Supplied data:
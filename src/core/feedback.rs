//! Feedback code calculation and representation
//!
//! Each letter position `k` owns two bits of the code:
//! - bit `2k + 1`: exact match at this position (green)
//! - bit `2k`: letter present elsewhere with unconsumed multiplicity (yellow)
//!
//! The two bits of a position are never both set, so a code reads as a
//! base-4 number whose digits are 0 (absent), 1 (present) or 2 (exact).

use super::word::{ALPHABET_SIZE, WORD_LENGTH, Word, letter_index};
use std::fmt;

/// Feedback for one guess against one target
#[derive(Debug, Clone, Copy, PartialEq, Eq, PartialOrd, Ord, Hash)]
pub struct Feedback(u16);

impl Feedback {
    /// Every position exact (the guess is the target)
    pub const ALL_EXACT: Self = Self(0b10_1010_1010);

    /// No letter of the guess occurs in the target
    pub const ALL_ABSENT: Self = Self(0);

    /// Exclusive upper bound of raw code values
    pub const CODE_SPACE: usize = 1 << (2 * WORD_LENGTH);

    /// Create a feedback code from a raw value
    ///
    /// # Panics
    /// Panics in debug mode if value is outside the code space
    #[inline]
    #[must_use]
    pub const fn new(value: u16) -> Self {
        debug_assert!((value as usize) < Self::CODE_SPACE, "feedback code out of range");
        Self(value)
    }

    /// Get the raw code value
    #[inline]
    #[must_use]
    pub const fn value(self) -> u16 {
        self.0
    }

    /// Compute the feedback for `guess` played against `target`, uncached
    ///
    /// # Algorithm
    /// 1. Per letter, the shared multiplicity is the smaller of the two counts
    /// 2. First pass: mark exact positions and consume their shared letters
    /// 3. Second pass: mark a remaining position present if its letter still
    ///    has shared multiplicity left, consuming one
    ///
    /// # Examples
    /// ```
    /// use wordle_tree::core::{Feedback, Word, WordId};
    ///
    /// let guess = Word::new(WordId::new(0), "crane").unwrap();
    /// let target = Word::new(WordId::new(1), "slate").unwrap();
    ///
    /// // A and E are exact, everything else is absent
    /// let feedback = Feedback::calculate(&guess, &target);
    /// assert!(feedback.is_exact_at(2) && feedback.is_exact_at(4));
    /// assert_eq!(feedback.count_present(), 0);
    /// ```
    #[must_use]
    pub fn calculate(guess: &Word, target: &Word) -> Self {
        let mut shared = [0u8; ALPHABET_SIZE];
        for (slot, (&in_guess, &in_target)) in shared
            .iter_mut()
            .zip(guess.counts().iter().zip(target.counts()))
        {
            *slot = in_guess.min(in_target);
        }

        let mut code = 0u16;
        for (position, (&g, &t)) in guess.letters().iter().zip(target.letters()).enumerate() {
            if g == t {
                code |= exact_bit(position);
                shared[letter_index(g)] -= 1;
            }
        }

        for (position, &g) in guess.letters().iter().enumerate() {
            if code & exact_bit(position) != 0 {
                continue;
            }
            let remaining = &mut shared[letter_index(g)];
            if *remaining > 0 {
                code |= present_bit(position);
                *remaining -= 1;
            }
        }

        Self(code)
    }

    /// Check if this is the winning code
    #[inline]
    #[must_use]
    pub const fn is_all_exact(self) -> bool {
        self.0 == Self::ALL_EXACT.0
    }

    #[inline]
    #[must_use]
    pub const fn is_exact_at(self, position: usize) -> bool {
        self.0 & exact_bit(position) != 0
    }

    #[inline]
    #[must_use]
    pub const fn is_present_at(self, position: usize) -> bool {
        self.0 & present_bit(position) != 0
    }

    /// Count the exact (green) positions
    #[must_use]
    pub fn count_exact(self) -> usize {
        (0..WORD_LENGTH).filter(|&p| self.is_exact_at(p)).count()
    }

    /// Count the present-elsewhere (yellow) positions
    #[must_use]
    pub fn count_present(self) -> usize {
        (0..WORD_LENGTH).filter(|&p| self.is_present_at(p)).count()
    }

    /// Parse a code from a string like "GY-GY", "🟩🟨⬜🟩🟨" or "21021"
    ///
    /// Accepts:
    /// - 'G'/'g'/'2'/🟩 for exact
    /// - 'Y'/'y'/'1'/🟨 for present
    /// - '-'/'_'/'0'/⬜/⬛ for absent
    ///
    /// # Examples
    /// ```
    /// use wordle_tree::core::Feedback;
    ///
    /// let letters = Feedback::parse("GY-GY").unwrap();
    /// let emoji = Feedback::parse("🟩🟨⬜🟩🟨").unwrap();
    /// let digits = Feedback::parse("21021").unwrap();
    /// assert_eq!(letters, emoji);
    /// assert_eq!(letters, digits);
    /// ```
    #[must_use]
    pub fn parse(s: &str) -> Option<Self> {
        let mut code = 0u16;
        let mut positions = 0;

        for ch in s.trim().chars() {
            if positions == WORD_LENGTH {
                return None;
            }
            match ch {
                'G' | 'g' | '2' | '🟩' => code |= exact_bit(positions),
                'Y' | 'y' | '1' | '🟨' => code |= present_bit(positions),
                '-' | '_' | '0' | '⬜' | '⬛' => {}
                _ => return None,
            }
            positions += 1;
        }

        (positions == WORD_LENGTH).then_some(Self(code))
    }

    /// Render the code as a row of coloured squares
    #[must_use]
    pub fn to_emoji(self) -> String {
        (0..WORD_LENGTH)
            .map(|p| {
                if self.is_exact_at(p) {
                    '🟩'
                } else if self.is_present_at(p) {
                    '🟨'
                } else {
                    '⬜'
                }
            })
            .collect()
    }
}

#[inline]
const fn exact_bit(position: usize) -> u16 {
    1 << (2 * position + 1)
}

#[inline]
const fn present_bit(position: usize) -> u16 {
    1 << (2 * position)
}

impl std::str::FromStr for Feedback {
    type Err = String;

    fn from_str(s: &str) -> Result<Self, Self::Err> {
        Self::parse(s).ok_or_else(|| format!("Invalid feedback string: {s}"))
    }
}

impl fmt::Display for Feedback {
    fn fmt(&self, f: &mut fmt::Formatter<'_>) -> fmt::Result {
        write!(f, "{}", self.to_emoji())
    }
}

What the exercise asks:
This exercise calls for every record to be restated word for word.

Exercise result:
filename src/core/feedback.rs
//! Feedback code calculation and representation
//!
//! Each letter position `k` owns two bits of the code:
//! - bit `2k + 1`: exact match at this position (green)
//! - bit `2k`: letter present elsewhere with unconsumed multiplicity (yellow)
//!
//! The two bits of a position are never both set, so a code reads as a
//! base-4 number whose digits are 0 (absent), 1 (present) or 2 (exact).

use super::word::{ALPHABET_SIZE, WORD_LENGTH, Word, letter_index};
use std::fmt;

/// Feedback for one guess against one target
#[derive(Debug, Clone, Copy, PartialEq, Eq, PartialOrd, Ord, Hash)]
pub struct Feedback(u16);

impl Feedback {
    /// Every position exact (the guess is the target)
    pub const ALL_EXACT: Self = Self(0b10_1010_1010);

    /// No letter of the guess occurs in the target
    pub const ALL_ABSENT: Self = Self(0);

    /// Exclusive upper bound of raw code values
    pub const CODE_SPACE: usize = 1 << (2 * WORD_LENGTH);

    /// Create a feedback code from a raw value
    ///
    /// # Panics
    /// Panics in debug mode if value is outside the code space
    #[inline]
    #[must_use]
    pub const fn new(value: u16) -> Self {
        debug_assert!((value as usize) < Self::CODE_SPACE, "feedback code out of range");
        Self(value)
    }

    /// Get the raw code value
    #[inline]
    #[must_use]
    pub const fn value(self) -> u16 {
        self.0
    }

    /// Compute the feedback for `guess` played against `target`, uncached
    ///
    /// # Algorithm
    /// 1. Per letter, the shared multiplicity is the smaller of the two counts
    /// 2. First pass: mark exact positions and consume their shared letters
    /// 3. Second pass: mark a remaining position present if its letter still
    ///    has shared multiplicity left, consuming one
    ///
    /// # Examples
    /// ```
    /// use wordle_tree::core::{Feedback, Word, WordId};
    ///
    /// let guess = Word::new(WordId::new(0), "crane").unwrap();
    /// let target = Word::new(WordId::new(1), "slate").unwrap();
    ///
    /// // A and E are exact, everything else is absent
    /// let feedback = Feedback::calculate(&guess, &target);
    /// assert!(feedback.is_exact_at(2) && feedback.is_exact_at(4));
    /// assert_eq!(feedback.count_present(), 0);
    /// ```
    #[must_use]
    pub fn calculate(guess: &Word, target: &Word) -> Self {
        let mut shared = [0u8; ALPHABET_SIZE];
        for (slot, (&in_guess, &in_target)) in shared
            .iter_mut()
            .zip(guess.counts().iter().zip(target.counts()))
        {
            *slot = in_guess.min(in_target);
        }

        let mut code = 0u16;
        for (position, (&g, &t)) in guess.letters().iter().zip(target.letters()).enumerate() {
            if g == t {
                code |= exact_bit(position);
                shared[letter_index(g)] -= 1;
            }
        }

        for (position, &g) in guess.letters().iter().enumerate() {
            if code & exact_bit(position) != 0 {
                continue;
            }
            let remaining = &mut shared[letter_index(g)];
            if *remaining > 0 {
                code |= present_bit(position);
                *remaining -= 1;
            }
        }

        Self(code)
    }

    /// Check if this is the winning code
    #[inline]
    #[must_use]
    pub const fn is_all_exact(self) -> bool {
        self.0 == Self::ALL_EXACT.0
    }

    #[inline]
    #[must_use]
    pub const fn is_exact_at(self, position: usize) -> bool {
        self.0 & exact_bit(position) != 0
    }

    #[inline]
    #[must_use]
    pub const fn is_present_at(self, position: usize) -> bool {
        self.0 & present_bit(position) != 0
    }

    /// Count the exact (green) positions
    #[must_use]
    pub fn count_exact(self) -> usize {
        (0..WORD_LENGTH).filter(|&p| self.is_exact_at(p)).count()
    }

    /// Count the present-elsewhere (yellow) positions
    #[must_use]
    pub fn count_present(self) -> usize {
        (0..WORD_LENGTH).filter(|&p| self.is_present_at(p)).count()
    }

    /// Parse a code from a string like "GY-GY", "🟩🟨⬜🟩🟨" or "21021"
    ///
    /// Accepts:
    /// - 'G'/'g'/'2'/🟩 for exact
    /// - 'Y'/'y'/'1'/🟨 for present
    /// - '-'/'_'/'0'/⬜/⬛ for absent
    ///
    /// # Examples
    /// ```
    /// use wordle_tree::core::Feedback;
    ///
    /// let letters = Feedback::parse("GY-GY").unwrap();
    /// let emoji = Feedback::parse("🟩🟨⬜🟩🟨").unwrap();
    /// let digits = Feedback::parse("21021").unwrap();
    /// assert_eq!(letters, emoji);
    /// assert_eq!(letters, digits);
    /// ```
    #[must_use]
    pub fn parse(s: &str) -> Option<Self> {
        let mut code = 0u16;
        let mut positions = 0;

        for ch in s.trim().chars() {
            if positions == WORD_LENGTH {
                return None;
            }
            match ch {
                'G' | 'g' | '2' | '🟩' => code |= exact_bit(positions),
                'Y' | 'y' | '1' | '🟨' => code |= present_bit(positions),
                '-' | '_' | '0' | '⬜' | '⬛' => {}
                _ => return None,
            }
            positions += 1;
        }

        (positions == WORD_LENGTH).then_some(Self(code))
    }

    /// Render the code as a row of coloured squares
    #[must_use]
    pub fn to_emoji(self) -> String {
        (0..WORD_LENGTH)
            .map(|p| {
                if self.is_exact_at(p) {
                    '🟩'
                } else if self.is_present_at(p) {
                    '🟨'
                } else {
                    '⬜'
                }
            })
            .collect()
    }
}

#[inline]
const fn exact_bit(position: usize) -> u16 {
    1 << (2 * position + 1)
}

#[inline]
const fn present_bit(position: usize) -> u16 {
    1 << (2 * position)
}

impl std::str::FromStr for Feedback {
    type Err = String;

    fn from_str(s: &str) -> Result<Self, Self::Err> {
        Self::parse(s).ok_or_else(|| format!("Invalid feedback string: {s}"))
    }
}

impl fmt::Display for Feedback {
    fn fmt(&self, f: &mut fmt::Formatter<'_>) -> fmt::Result {
        write!(f, "{}", self.to_emoji())
    }
}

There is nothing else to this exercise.